ASSIGNED TASK:
After finding the line with "entry. History is" in the data below, set down exactly each line through the one with "pub const SCHEDULED_NOTE: &str", inclusive, and stop there.
(RECORDS begins)
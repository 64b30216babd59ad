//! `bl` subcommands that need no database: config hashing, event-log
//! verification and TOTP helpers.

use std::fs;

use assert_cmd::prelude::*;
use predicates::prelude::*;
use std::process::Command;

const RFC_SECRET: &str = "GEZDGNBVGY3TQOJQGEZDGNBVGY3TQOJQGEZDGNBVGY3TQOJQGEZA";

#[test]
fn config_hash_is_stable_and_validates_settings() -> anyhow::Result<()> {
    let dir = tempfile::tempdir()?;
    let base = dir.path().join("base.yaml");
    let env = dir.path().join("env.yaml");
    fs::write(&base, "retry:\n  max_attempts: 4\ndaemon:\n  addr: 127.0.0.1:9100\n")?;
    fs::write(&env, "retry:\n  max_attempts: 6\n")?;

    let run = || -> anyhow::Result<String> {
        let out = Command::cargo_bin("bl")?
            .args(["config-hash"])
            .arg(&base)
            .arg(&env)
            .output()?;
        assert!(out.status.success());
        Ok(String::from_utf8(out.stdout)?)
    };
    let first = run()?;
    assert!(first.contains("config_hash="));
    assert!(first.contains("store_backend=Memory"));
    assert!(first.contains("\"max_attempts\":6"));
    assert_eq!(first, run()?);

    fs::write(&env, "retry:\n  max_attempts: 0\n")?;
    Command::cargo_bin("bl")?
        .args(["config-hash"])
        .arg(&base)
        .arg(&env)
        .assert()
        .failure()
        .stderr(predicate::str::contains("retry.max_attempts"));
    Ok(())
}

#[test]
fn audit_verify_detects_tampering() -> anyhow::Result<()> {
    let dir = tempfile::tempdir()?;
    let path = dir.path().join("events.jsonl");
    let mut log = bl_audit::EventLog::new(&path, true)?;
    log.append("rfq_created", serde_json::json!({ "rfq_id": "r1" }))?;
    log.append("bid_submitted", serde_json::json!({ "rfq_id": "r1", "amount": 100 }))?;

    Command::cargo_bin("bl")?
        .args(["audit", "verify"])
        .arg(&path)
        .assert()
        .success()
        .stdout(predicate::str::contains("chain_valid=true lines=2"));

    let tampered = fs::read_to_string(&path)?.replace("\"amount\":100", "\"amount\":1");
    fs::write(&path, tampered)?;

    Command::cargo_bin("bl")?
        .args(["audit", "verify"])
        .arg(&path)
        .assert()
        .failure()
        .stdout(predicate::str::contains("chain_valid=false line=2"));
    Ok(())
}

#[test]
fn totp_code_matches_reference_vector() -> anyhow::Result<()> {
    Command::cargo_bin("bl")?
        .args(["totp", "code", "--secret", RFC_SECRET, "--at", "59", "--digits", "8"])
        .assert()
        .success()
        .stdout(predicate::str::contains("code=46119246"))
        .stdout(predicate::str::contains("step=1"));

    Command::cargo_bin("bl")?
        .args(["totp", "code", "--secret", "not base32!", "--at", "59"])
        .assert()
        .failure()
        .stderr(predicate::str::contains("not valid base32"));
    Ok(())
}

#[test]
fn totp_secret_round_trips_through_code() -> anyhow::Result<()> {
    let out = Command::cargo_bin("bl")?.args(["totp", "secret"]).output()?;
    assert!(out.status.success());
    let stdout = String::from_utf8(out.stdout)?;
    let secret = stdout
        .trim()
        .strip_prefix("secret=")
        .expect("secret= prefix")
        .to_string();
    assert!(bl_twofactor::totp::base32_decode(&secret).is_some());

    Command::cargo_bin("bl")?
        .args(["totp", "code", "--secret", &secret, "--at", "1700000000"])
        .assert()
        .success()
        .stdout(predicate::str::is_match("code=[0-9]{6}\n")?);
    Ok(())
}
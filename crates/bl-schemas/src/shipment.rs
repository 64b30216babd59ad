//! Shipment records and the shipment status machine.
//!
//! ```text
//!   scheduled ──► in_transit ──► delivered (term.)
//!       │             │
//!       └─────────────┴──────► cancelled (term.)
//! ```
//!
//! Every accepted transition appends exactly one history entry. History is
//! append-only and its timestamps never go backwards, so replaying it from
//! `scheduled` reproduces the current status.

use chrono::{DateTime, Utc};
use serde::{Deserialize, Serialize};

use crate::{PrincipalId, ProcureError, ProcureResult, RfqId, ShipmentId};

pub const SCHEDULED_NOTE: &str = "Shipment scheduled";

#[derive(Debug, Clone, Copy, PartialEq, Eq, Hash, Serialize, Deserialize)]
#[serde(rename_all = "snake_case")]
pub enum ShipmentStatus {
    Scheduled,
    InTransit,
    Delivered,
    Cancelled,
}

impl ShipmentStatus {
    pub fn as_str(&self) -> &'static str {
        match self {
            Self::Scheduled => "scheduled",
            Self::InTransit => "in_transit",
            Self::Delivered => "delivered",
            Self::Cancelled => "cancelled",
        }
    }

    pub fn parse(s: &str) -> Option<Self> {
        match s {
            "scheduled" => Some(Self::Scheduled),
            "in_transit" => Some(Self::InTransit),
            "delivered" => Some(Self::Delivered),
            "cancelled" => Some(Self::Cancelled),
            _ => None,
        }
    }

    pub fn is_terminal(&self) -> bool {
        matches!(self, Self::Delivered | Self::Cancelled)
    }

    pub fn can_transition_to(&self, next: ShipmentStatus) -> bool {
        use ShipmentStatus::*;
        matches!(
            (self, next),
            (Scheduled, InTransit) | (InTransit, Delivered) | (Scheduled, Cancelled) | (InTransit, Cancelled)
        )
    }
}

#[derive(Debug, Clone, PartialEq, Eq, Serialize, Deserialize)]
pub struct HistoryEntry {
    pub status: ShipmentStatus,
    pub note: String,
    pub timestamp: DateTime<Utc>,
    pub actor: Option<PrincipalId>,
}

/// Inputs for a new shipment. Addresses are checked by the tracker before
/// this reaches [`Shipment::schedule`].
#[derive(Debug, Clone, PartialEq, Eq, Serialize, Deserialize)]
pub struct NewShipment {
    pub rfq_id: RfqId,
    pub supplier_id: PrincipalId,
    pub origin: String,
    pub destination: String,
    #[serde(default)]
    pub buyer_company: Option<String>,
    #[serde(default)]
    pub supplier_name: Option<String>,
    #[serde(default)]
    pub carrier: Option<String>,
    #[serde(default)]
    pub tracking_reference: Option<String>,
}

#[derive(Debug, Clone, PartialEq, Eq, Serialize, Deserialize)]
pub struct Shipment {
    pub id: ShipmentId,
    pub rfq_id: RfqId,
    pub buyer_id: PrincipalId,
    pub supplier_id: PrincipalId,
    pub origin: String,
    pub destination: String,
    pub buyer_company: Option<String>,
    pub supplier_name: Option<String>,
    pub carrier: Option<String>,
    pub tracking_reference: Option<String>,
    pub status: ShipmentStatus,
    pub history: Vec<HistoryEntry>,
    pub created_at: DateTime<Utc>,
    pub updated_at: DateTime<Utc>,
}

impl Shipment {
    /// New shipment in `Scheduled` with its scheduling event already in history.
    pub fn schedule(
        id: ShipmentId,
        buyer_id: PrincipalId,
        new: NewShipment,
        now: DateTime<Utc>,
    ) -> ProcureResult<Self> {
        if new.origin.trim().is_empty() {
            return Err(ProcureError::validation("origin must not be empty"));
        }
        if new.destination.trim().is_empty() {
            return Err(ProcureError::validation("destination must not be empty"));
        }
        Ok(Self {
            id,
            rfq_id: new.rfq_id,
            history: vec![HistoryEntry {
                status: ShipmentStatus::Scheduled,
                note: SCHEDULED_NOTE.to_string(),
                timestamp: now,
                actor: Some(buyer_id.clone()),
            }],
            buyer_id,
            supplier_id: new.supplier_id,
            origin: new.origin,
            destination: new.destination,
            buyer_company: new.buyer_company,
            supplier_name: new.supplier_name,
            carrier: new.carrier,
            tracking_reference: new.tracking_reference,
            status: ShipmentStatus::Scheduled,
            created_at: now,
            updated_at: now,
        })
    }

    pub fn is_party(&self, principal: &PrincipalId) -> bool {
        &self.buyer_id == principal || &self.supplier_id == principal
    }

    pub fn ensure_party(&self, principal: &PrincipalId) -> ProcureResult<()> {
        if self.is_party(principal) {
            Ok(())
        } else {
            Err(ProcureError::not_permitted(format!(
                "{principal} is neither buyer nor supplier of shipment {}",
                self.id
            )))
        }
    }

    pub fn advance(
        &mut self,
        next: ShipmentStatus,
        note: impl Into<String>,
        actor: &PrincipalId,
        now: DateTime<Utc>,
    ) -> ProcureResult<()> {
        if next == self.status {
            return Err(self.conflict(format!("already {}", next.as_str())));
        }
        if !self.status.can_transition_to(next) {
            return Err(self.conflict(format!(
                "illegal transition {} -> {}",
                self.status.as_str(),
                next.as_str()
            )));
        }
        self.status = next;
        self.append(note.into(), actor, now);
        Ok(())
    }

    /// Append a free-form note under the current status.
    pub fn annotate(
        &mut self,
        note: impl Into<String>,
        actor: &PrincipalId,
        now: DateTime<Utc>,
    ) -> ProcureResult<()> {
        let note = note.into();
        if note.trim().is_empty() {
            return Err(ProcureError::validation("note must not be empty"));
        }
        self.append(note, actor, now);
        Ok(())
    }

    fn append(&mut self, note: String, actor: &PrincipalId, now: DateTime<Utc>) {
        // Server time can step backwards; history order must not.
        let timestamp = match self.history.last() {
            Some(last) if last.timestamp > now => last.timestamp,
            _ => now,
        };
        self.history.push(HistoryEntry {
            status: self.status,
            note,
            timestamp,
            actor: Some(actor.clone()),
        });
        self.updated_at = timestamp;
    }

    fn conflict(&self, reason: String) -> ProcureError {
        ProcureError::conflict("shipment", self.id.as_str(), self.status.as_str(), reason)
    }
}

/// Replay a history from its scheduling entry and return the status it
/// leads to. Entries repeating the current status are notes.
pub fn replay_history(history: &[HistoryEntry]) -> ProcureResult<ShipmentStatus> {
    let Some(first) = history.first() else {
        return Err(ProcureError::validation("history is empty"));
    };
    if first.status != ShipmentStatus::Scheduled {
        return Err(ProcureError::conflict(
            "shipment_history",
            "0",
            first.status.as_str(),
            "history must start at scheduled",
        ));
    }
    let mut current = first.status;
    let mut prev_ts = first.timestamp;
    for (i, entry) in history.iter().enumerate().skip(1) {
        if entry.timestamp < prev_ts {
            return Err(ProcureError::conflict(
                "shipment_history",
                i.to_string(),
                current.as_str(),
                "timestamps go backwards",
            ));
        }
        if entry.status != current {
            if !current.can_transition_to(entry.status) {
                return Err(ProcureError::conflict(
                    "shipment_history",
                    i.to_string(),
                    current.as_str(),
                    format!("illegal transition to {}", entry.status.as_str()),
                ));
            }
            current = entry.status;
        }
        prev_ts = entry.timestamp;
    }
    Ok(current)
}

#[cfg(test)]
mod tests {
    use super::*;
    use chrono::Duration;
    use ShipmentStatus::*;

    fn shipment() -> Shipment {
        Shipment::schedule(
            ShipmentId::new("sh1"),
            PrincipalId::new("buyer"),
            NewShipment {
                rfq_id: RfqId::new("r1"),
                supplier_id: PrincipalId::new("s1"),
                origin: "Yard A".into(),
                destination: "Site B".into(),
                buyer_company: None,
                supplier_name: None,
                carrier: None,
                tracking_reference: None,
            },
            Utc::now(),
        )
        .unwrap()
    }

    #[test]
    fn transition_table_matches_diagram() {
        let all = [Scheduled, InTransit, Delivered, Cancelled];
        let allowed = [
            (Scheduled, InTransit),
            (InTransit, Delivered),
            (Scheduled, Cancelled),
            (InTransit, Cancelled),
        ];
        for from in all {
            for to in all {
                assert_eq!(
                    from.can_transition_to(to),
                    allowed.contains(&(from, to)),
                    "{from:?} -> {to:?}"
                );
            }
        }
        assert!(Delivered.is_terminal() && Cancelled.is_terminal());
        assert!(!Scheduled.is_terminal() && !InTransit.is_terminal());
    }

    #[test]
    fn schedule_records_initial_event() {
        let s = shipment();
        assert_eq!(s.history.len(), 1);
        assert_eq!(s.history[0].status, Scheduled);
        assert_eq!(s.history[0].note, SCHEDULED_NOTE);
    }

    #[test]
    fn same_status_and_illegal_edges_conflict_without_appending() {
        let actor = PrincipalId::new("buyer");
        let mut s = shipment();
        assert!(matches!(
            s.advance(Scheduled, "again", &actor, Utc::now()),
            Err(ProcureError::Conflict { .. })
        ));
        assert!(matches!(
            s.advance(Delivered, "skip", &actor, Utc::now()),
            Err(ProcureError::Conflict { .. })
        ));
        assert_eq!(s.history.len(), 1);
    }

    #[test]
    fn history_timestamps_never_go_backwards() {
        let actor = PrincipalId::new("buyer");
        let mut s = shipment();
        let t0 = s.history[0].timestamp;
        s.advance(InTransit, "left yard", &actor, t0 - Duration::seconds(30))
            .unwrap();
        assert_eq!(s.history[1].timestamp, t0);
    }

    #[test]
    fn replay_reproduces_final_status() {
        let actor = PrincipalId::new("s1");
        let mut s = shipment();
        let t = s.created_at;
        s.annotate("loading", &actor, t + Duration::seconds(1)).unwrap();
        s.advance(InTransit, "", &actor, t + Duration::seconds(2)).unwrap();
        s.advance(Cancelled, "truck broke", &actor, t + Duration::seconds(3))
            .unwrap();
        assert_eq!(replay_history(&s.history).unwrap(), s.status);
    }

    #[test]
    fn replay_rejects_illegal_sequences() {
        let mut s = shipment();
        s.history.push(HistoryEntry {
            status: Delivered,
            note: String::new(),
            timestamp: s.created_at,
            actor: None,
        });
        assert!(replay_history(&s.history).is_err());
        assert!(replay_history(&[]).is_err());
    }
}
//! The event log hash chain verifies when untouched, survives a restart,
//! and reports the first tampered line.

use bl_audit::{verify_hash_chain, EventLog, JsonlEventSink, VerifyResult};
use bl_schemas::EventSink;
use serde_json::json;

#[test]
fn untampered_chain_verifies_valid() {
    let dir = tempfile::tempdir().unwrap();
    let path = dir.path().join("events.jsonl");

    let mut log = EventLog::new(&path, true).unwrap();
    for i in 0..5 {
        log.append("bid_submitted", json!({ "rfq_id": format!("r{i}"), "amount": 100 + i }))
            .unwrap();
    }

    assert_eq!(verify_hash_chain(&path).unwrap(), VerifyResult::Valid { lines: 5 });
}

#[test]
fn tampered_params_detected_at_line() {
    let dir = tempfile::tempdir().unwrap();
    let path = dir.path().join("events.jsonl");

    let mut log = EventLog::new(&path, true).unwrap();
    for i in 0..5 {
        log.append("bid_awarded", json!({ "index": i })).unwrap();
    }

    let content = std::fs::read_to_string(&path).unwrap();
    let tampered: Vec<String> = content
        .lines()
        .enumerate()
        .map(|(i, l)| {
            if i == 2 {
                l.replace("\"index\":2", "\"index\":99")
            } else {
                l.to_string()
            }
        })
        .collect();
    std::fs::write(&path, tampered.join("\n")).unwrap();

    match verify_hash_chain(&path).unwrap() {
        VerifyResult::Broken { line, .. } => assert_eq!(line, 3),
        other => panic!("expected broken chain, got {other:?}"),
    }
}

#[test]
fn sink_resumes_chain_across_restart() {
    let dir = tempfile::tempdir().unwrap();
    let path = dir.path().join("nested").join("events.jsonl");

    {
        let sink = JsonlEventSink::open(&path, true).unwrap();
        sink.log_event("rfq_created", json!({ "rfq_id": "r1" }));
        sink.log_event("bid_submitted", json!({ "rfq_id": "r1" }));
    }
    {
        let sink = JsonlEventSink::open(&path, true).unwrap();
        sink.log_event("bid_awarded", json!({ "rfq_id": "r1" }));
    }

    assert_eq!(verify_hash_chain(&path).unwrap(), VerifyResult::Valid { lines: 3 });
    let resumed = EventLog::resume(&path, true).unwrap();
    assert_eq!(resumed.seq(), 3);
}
(RECORDS ends)
RESULT OF THIS TASK:
//! Every accepted transition appends exactly one history entry. History is
//! append-only and its timestamps never go backwards, so replaying it from
//! `scheduled` reproduces the current status.

use chrono::{DateTime, Utc};
use serde::{Deserialize, Serialize};

use crate::{PrincipalId, ProcureError, ProcureResult, RfqId, ShipmentId};

pub const SCHEDULED_NOTE: &str = "Shipment scheduled";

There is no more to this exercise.